╭─ Information shown

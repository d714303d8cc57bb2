//! End-to-end tests: run the `profile-page` binary against a temp profile.

use std::fs;
use std::path::Path;
use std::process::{Command, Output};
use tempfile::TempDir;

const DATA: &str = r#"{
  "name": "Jane <Doe>",
  "contact": { "location": "Rome, Italy" },
  "sections": [
    {
      "title": "Skills",
      "blocks": [
        {
          "rows": [
            { "title": "Skill", "type": "text", "value": "Go" },
            { "title": "Grid", "type": "table", "value": [["a", "b"], ["c", "d"]] }
          ]
        }
      ]
    },
    {
      "title": "About",
      "blocks": [
        { "rows": [{ "title": "Bio", "type": "plain", "value": "*Builds* things\n_daily_" }] }
      ]
    }
  ]
}
"#;

const TEMPLATE: &str = "<html><head><title>{{name}}</title></head><body>{{content}}</body></html>";

fn write_profile(dir: &Path) {
    fs::write(dir.join("data.json"), DATA).unwrap();
    fs::write(dir.join("template.html"), TEMPLATE).unwrap();
    fs::write(dir.join("style.css"), "h1 { color: teal; }").unwrap();
}

fn run(source: &Path, output: &Path, args: &[&str], env: &[(&str, &str)]) -> Output {
    let mut cmd = Command::new(env!("CARGO_BIN_EXE_profile-page"));
    cmd.args(args)
        .arg("--source")
        .arg(source)
        .arg("--output")
        .arg(output)
        .env_remove("PII_EMAIL")
        .env_remove("PII_PHONE");
    for (k, v) in env {
        cmd.env(k, v);
    }
    cmd.output().expect("failed to run profile-page")
}

const SECRETS: &[(&str, &str)] = &[
    ("PII_EMAIL", "jane@example.com"),
    ("PII_PHONE", "+39 345 123 7212"),
];

#[test]
fn build_renders_page_and_copies_stylesheet() {
    let src = TempDir::new().unwrap();
    let out = TempDir::new().unwrap();
    write_profile(src.path());
    let dist = out.path().join("dist");

    let result = run(src.path(), &dist, &["build"], SECRETS);
    assert!(result.status.success(), "{}", String::from_utf8_lossy(&result.stderr));

    let page = fs::read_to_string(dist.join("index.html")).unwrap();
    assert!(page.contains("<title>Jane &lt;Doe&gt;</title>"));
    assert!(page.contains(r#"<div class="label">Skill</div><div class="value">Go</div>"#));
    assert!(page.contains(r#"<div class="label">Grid</div>"#));
    assert!(page.contains("<tr><td>a</td><td>b</td></tr><tr><td>c</td><td>d</td></tr>"));
    assert!(page.contains("<strong>Builds</strong> things<br><em>daily</em>"));
    assert!(page.contains("***@example.com"));
    assert!(page.contains("+39 *** *** 7212"));
    assert!(!page.contains("jane@example.com"));

    assert_eq!(
        fs::read_to_string(dist.join("style.css")).unwrap(),
        "h1 { color: teal; }"
    );

    let stdout = String::from_utf8_lossy(&result.stdout);
    assert!(stdout.contains("001 Skills (2 rows)"));
    assert!(stdout.contains("002 About (1 row)"));
}

#[test]
fn missing_email_fails_without_output() {
    let src = TempDir::new().unwrap();
    let out = TempDir::new().unwrap();
    write_profile(src.path());
    let dist = out.path().join("dist");

    let result = run(src.path(), &dist, &["build"], &[("PII_PHONE", "+39 345 123 7212")]);

    assert!(!result.status.success());
    let stderr = String::from_utf8_lossy(&result.stderr);
    assert!(stderr.contains("PII_EMAIL"), "stderr: {stderr}");
    assert!(!dist.join("index.html").exists());
    assert!(!dist.exists());
}

#[test]
fn empty_phone_fails_without_output() {
    let src = TempDir::new().unwrap();
    let out = TempDir::new().unwrap();
    write_profile(src.path());
    let dist = out.path().join("dist");

    let result = run(
        src.path(),
        &dist,
        &["build"],
        &[("PII_EMAIL", "jane@example.com"), ("PII_PHONE", "")],
    );

    assert!(!result.status.success());
    assert!(String::from_utf8_lossy(&result.stderr).contains("PII_PHONE"));
    assert!(!dist.exists());
}

#[test]
fn malformed_document_fails_without_output() {
    let src = TempDir::new().unwrap();
    let out = TempDir::new().unwrap();
    write_profile(src.path());
    fs::write(src.path().join("data.json"), "{\"name\": ").unwrap();
    let dist = out.path().join("dist");

    let result = run(src.path(), &dist, &["build"], SECRETS);

    assert!(!result.status.success());
    assert!(String::from_utf8_lossy(&result.stderr).contains("data.json"));
    assert!(!dist.exists());
}

#[test]
fn missing_marker_still_builds() {
    let src = TempDir::new().unwrap();
    let out = TempDir::new().unwrap();
    write_profile(src.path());
    fs::write(src.path().join("template.html"), "<main>{{content}}</main>").unwrap();
    let dist = out.path().join("dist");

    let result = run(src.path(), &dist, &["build"], SECRETS);

    assert!(result.status.success());
    let page = fs::read_to_string(dist.join("index.html")).unwrap();
    assert!(page.starts_with("<main><header"));
    assert!(String::from_utf8_lossy(&result.stdout).contains("Warning: template has no {{name}}"));
}

#[test]
fn strict_markers_rejects_incomplete_template() {
    let src = TempDir::new().unwrap();
    let out = TempDir::new().unwrap();
    write_profile(src.path());
    fs::write(src.path().join("template.html"), "<main>{{content}}</main>").unwrap();
    fs::write(src.path().join("config.toml"), "strict_markers = true\n").unwrap();
    let dist = out.path().join("dist");

    let result = run(src.path(), &dist, &["build"], SECRETS);

    assert!(!result.status.success());
    assert!(String::from_utf8_lossy(&result.stderr).contains("{{name}}"));
    assert!(!dist.exists());
}

#[test]
fn check_writes_nothing() {
    let src = TempDir::new().unwrap();
    let out = TempDir::new().unwrap();
    write_profile(src.path());
    let dist = out.path().join("dist");

    let result = run(src.path(), &dist, &["check"], SECRETS);

    assert!(result.status.success());
    let stdout = String::from_utf8_lossy(&result.stdout);
    assert!(stdout.contains("Template: all markers present"));
    assert!(!dist.exists());
}

#[test]
fn gen_config_prints_defaults() {
    let tmp = TempDir::new().unwrap();
    let result = run(tmp.path(), tmp.path(), &["gen-config"], &[]);
    assert!(result.status.success());
    let stdout = String::from_utf8_lossy(&result.stdout);
    assert!(stdout.contains("data = \"data.json\""));
    assert!(stdout.contains("[markers]"));
}

#[test]
fn gen_template_output_builds() {
    let src = TempDir::new().unwrap();
    let out = TempDir::new().unwrap();
    write_profile(src.path());
    let generated = run(src.path(), out.path(), &["gen-template"], &[]);
    assert!(generated.status.success());
    fs::write(src.path().join("template.html"), &generated.stdout).unwrap();

    let result = run(src.path(), out.path(), &["build"], SECRETS);

    assert!(result.status.success());
    let page = fs::read_to_string(out.path().join("index.html")).unwrap();
    assert!(page.contains("<title>Jane &lt;Doe&gt;</title>"));
    assert!(page.contains(r#"href="style.css""#));
    assert!(!page.contains("{{content}}"));
}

╰─

To do =>
Please retype the data exactly as it stands, from its first line down to the line that contains "const TEMPLATE: &str", then stop.

Answer box =>
repository d714303d8cc57bb2
//! End-to-end tests: run the `profile-page` binary against a temp profile.

use std::fs;
use std::path::Path;
use std::process::{Command, Output};
use tempfile::TempDir;

const DATA: &str = r#"{
  "name": "Jane <Doe>",
  "contact": { "location": "Rome, Italy" },
  "sections": [
    {
      "title": "Skills",
      "blocks": [
        {
          "rows": [
            { "title": "Skill", "type": "text", "value": "Go" },
            { "title": "Grid", "type": "table", "value": [["a", "b"], ["c", "d"]] }
          ]
        }
      ]
    },
    {
      "title": "About",
      "blocks": [
        { "rows": [{ "title": "Bio", "type": "plain", "value": "*Builds* things\n_daily_" }] }
      ]
    }
  ]
}
"#;

const TEMPLATE: &str = "<html><head><title>{{name}}</title></head><body>{{content}}</body></html>";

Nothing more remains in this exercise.